When Ratliff tells the story of how Clarence Snopes' political campaign ended ingloriously in "By the People" and again in The Mansion, he invents this man who plays the dirty trick on Snopes to hide himself behind. In the story he calls this "feller" a "low-minded rascal," an "underhanded son of a gun" and a "low-minded scoundrel" (138). In the novel he refers to him as an "anonymous underhanded son-of-a-gun" and an "underhanded feller" (349). In neither text, however, does Ratliff fool his listeners - or, almost certainly, any of Faulkner's readers.
This entry represents the "somebody" who gets a car in both "By the People" and The Mansion and then (as "they" in the short story and as "somebody" in the novel) drives Clarence Snopes home to get a dry pair of pants.
This "somebody" who gets a car and the "they" who drive Snopes home to get a dry pair of pants are a hard character or characters to bring into focus (138). We are assuming that it is probably one person.
"The owner of the car" in which Clarence Snopes takes refuge from the dogs is apparently not one of the "they" who drive the Senator home and "fetch [him] a pair of dry britches" (349).
This army officer - referred to as the "exec" in Devries' unit in Korea in "By the People" (134) and as the "second" in Devries' unit on a World War II battlefield in The Mansion (339) - is the executive officer who is second in command of the Negro combat unit that Devries commands. It's likely Faulkner imagined him as 'white': historically, as an officer, he would definitely have been white during World War II, and probably white in the Korean War.
In The Mansion this army nurse, "kin" to a Jefferson family, comes to Jefferson after the end of World War I as the town's "first female hero," having served as a lieutenant on a base hospital in France "within sound of the guns behind Montdidier" (199).
In "By the People" she serves in a field hospital in Korea, and helps Devries reward the soldier who saved him on the battlefield. In The Mansion she performs the same action in a field hospital somewhere else, during World War II.
In "By the People" and again in The Mansion this officer pins a medal on Devries; in the story it's for his heroism during the Korean War; in the novel, during World War II.

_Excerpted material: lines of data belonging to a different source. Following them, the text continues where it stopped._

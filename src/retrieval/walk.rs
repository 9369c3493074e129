// src/retrieval/walk.rs
// Personalized random walk with restart over the entity-memory graph

use std::collections::HashMap;
use std::hash::{DefaultHasher, Hash, Hasher};

use futures::future::try_join_all;
use rand::rngs::StdRng;
use rand::{Rng, SeedableRng};
use tracing::debug;
use uuid::Uuid;

use crate::config::WalkerConfig;
use crate::error::Result;
use crate::graph::GraphStore;

/// Deterministic PRNG seed derived from the query text, so identical queries
/// walk identically within a build.
pub fn seed_for_query(text: &str) -> u64 {
    let mut hasher = DefaultHasher::new();
    text.hash(&mut hasher);
    hasher.finish()
}

/// Random walker producing memory visit fractions.
///
/// One walk of `steps` steps is launched per seed entity. At each step the
/// walker either teleports back to a seed sampled by the personalization
/// weights (probability `restart`) or follows a uniformly-chosen edge,
/// recording a visit on the traversed memory and moving to one of that
/// memory's other entities.
#[derive(Debug, Clone)]
pub struct GraphWalker {
    config: WalkerConfig,
}

impl GraphWalker {
    pub fn new(config: WalkerConfig) -> Self {
        Self { config }
    }

    /// Walk from weighted seed entities; returns `memory_id -> visit_fraction`.
    pub async fn walk(
        &self,
        store: &dyn GraphStore,
        seeds: &[(Uuid, f32)],
        rng_seed: u64,
    ) -> Result<HashMap<Uuid, f32>> {
        if seeds.is_empty() {
            return Ok(HashMap::new());
        }

        // Depth-1 adjacency around the seeds. Edge lists are sorted so walks
        // are reproducible for a fixed PRNG seed.
        let edge_lists = try_join_all(seeds.iter().map(|(id, _)| store.neighbors(*id))).await?;

        let mut adjacency: HashMap<Uuid, Vec<Uuid>> = HashMap::new();
        let mut memory_entities: HashMap<Uuid, Vec<Uuid>> = HashMap::new();
        for edges in &edge_lists {
            for (entity_id, memory_id) in edges {
                adjacency.entry(*entity_id).or_default().push(*memory_id);
                memory_entities.entry(*memory_id).or_default().push(*entity_id);
            }
        }
        for memories in adjacency.values_mut() {
            memories.sort();
        }
        for entities in memory_entities.values_mut() {
            entities.sort();
        }

        let mut rng = StdRng::seed_from_u64(rng_seed);
        let mut visits: HashMap<Uuid, u32> = HashMap::new();
        let mut total: u64 = 0;

        for _ in 0..seeds.len() {
            let mut current = sample_seed(&mut rng, seeds);
            for _ in 0..self.config.steps {
                if rng.random::<f32>() < self.config.restart {
                    current = sample_seed(&mut rng, seeds);
                    continue;
                }

                let Some(memories) = adjacency.get(&current).filter(|m| !m.is_empty()) else {
                    // Dead end: restart
                    current = sample_seed(&mut rng, seeds);
                    continue;
                };

                let memory = memories[rng.random_range(0..memories.len())];
                *visits.entry(memory).or_insert(0) += 1;
                total += 1;

                if let Some(peers) = memory_entities.get(&memory).filter(|p| !p.is_empty()) {
                    current = peers[rng.random_range(0..peers.len())];
                }
            }
        }

        if total == 0 {
            return Ok(HashMap::new());
        }

        debug!(
            seeds = seeds.len(),
            memories = visits.len(),
            total_visits = total,
            "random walk complete"
        );

        Ok(visits
            .into_iter()
            .map(|(id, count)| (id, count as f32 / total as f32))
            .collect())
    }
}

/// Sample a seed entity according to the personalization weights.
fn sample_seed(rng: &mut StdRng, seeds: &[(Uuid, f32)]) -> Uuid {
    let roll: f32 = rng.random();
    let mut cumulative = 0.0;
    for (id, weight) in seeds {
        cumulative += weight;
        if roll < cumulative {
            return *id;
        }
    }
    // Rounding drift: fall back to the last seed
    seeds[seeds.len() - 1].0
}

#[cfg(test)]
mod tests {
    use super::*;
    use crate::graph::{
        ConsolidationStats, EntityAction, EntityDecision, InMemoryGraphStore, MemoryAction,
        MemoryDecision, WritePlan,
    };
    use crate::utils::generate_id;

    async fn seeded_store() -> (InMemoryGraphStore, Uuid, Uuid) {
        let store = InMemoryGraphStore::new();
        let popular = EntityDecision {
            id: generate_id(),
            name: "Popular".to_string(),
            entity_type: "technology".to_string(),
            action: EntityAction::Create,
            matched_id: None,
            reason: "seed".to_string(),
            embedding: None,
        };
        let niche = EntityDecision {
            id: generate_id(),
            name: "Niche".to_string(),
            entity_type: "technology".to_string(),
            action: EntityAction::Create,
            matched_id: None,
            reason: "seed".to_string(),
            embedding: None,
        };
        let popular_id = popular.id;
        let niche_id = niche.id;

        let mut memories = Vec::new();
        for i in 0..4 {
            memories.push(MemoryDecision {
                id: generate_id(),
                content: format!("popular fact {i}"),
                action: MemoryAction::Add,
                target_id: None,
                reason: "seed".to_string(),
                about: vec!["Popular".to_string()],
                embedding: Some(vec![1.0, 0.0]),
                valid_at: None,
            });
        }
        memories.push(MemoryDecision {
            id: generate_id(),
            content: "niche fact".to_string(),
            action: MemoryAction::Add,
            target_id: None,
            reason: "seed".to_string(),
            about: vec!["Niche".to_string()],
            embedding: Some(vec![0.0, 1.0]),
            valid_at: None,
        });

        let plan = WritePlan {
            entities: vec![popular, niche],
            memories,
            user_description: None,
            stats: ConsolidationStats::default(),
        };
        store.apply(&plan).await.unwrap();
        (store, popular_id, niche_id)
    }

    #[tokio::test]
    async fn test_walk_is_deterministic_for_fixed_seed() {
        let (store, popular, niche) = seeded_store().await;
        let walker = GraphWalker::new(WalkerConfig::default());
        let seeds = vec![(popular, 0.7), (niche, 0.3)];

        let first = walker.walk(&store, &seeds, 42).await.unwrap();
        let second = walker.walk(&store, &seeds, 42).await.unwrap();
        assert_eq!(first, second);
    }

    #[tokio::test]
    async fn test_walk_favors_heavily_weighted_seed() {
        let (store, popular, niche) = seeded_store().await;
        let walker = GraphWalker::new(WalkerConfig {
            steps: 200,
            restart: 0.3,
        });
        let seeds = vec![(popular, 0.95), (niche, 0.05)];

        let visits = walker
            .walk(&store, &seeds, seed_for_query("query"))
            .await
            .unwrap();

        // Niche owns exactly one memory; everything else is popular's
        let niche_memories: Vec<Uuid> = store
            .neighbors(niche)
            .await
            .unwrap()
            .into_iter()
            .map(|(_, m)| m)
            .collect();
        let popular_mass: f32 = visits
            .iter()
            .filter(|(id, _)| !niche_memories.contains(id))
            .map(|(_, f)| f)
            .sum();

        assert!(popular_mass > 0.5);
    }

    #[tokio::test]
    async fn test_walk_fractions_sum_to_one() {
        let (store, popular, niche) = seeded_store().await;
        let walker = GraphWalker::new(WalkerConfig::default());
        let seeds = vec![(popular, 0.5), (niche, 0.5)];

        let visits = walker.walk(&store, &seeds, 7).await.unwrap();
        if !visits.is_empty() {
            let total: f32 = visits.values().sum();
            assert!((total - 1.0).abs() < 1e-4);
        }
    }

    #[tokio::test]
    async fn test_walk_empty_seeds() {
        let (store, _, _) = seeded_store().await;
        let walker = GraphWalker::new(WalkerConfig::default());
        let visits = walker.walk(&store, &[], 1).await.unwrap();
        assert!(visits.is_empty());
    }
}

According to the narrator of "By the People," the compact organs manufactured by "the Remish Musical Company of South Bend, Indiana," were so popular with the country folk in Frenchman's Bend that in time "boy children from that section were bearing into puberty and even manhood Remish as their Christian names" (87). The narrator of this story is not noticeably facetious, and Faulkner's country people in other stories name their children things like "Montgomery Ward," so there's no reason to think this is just a joke.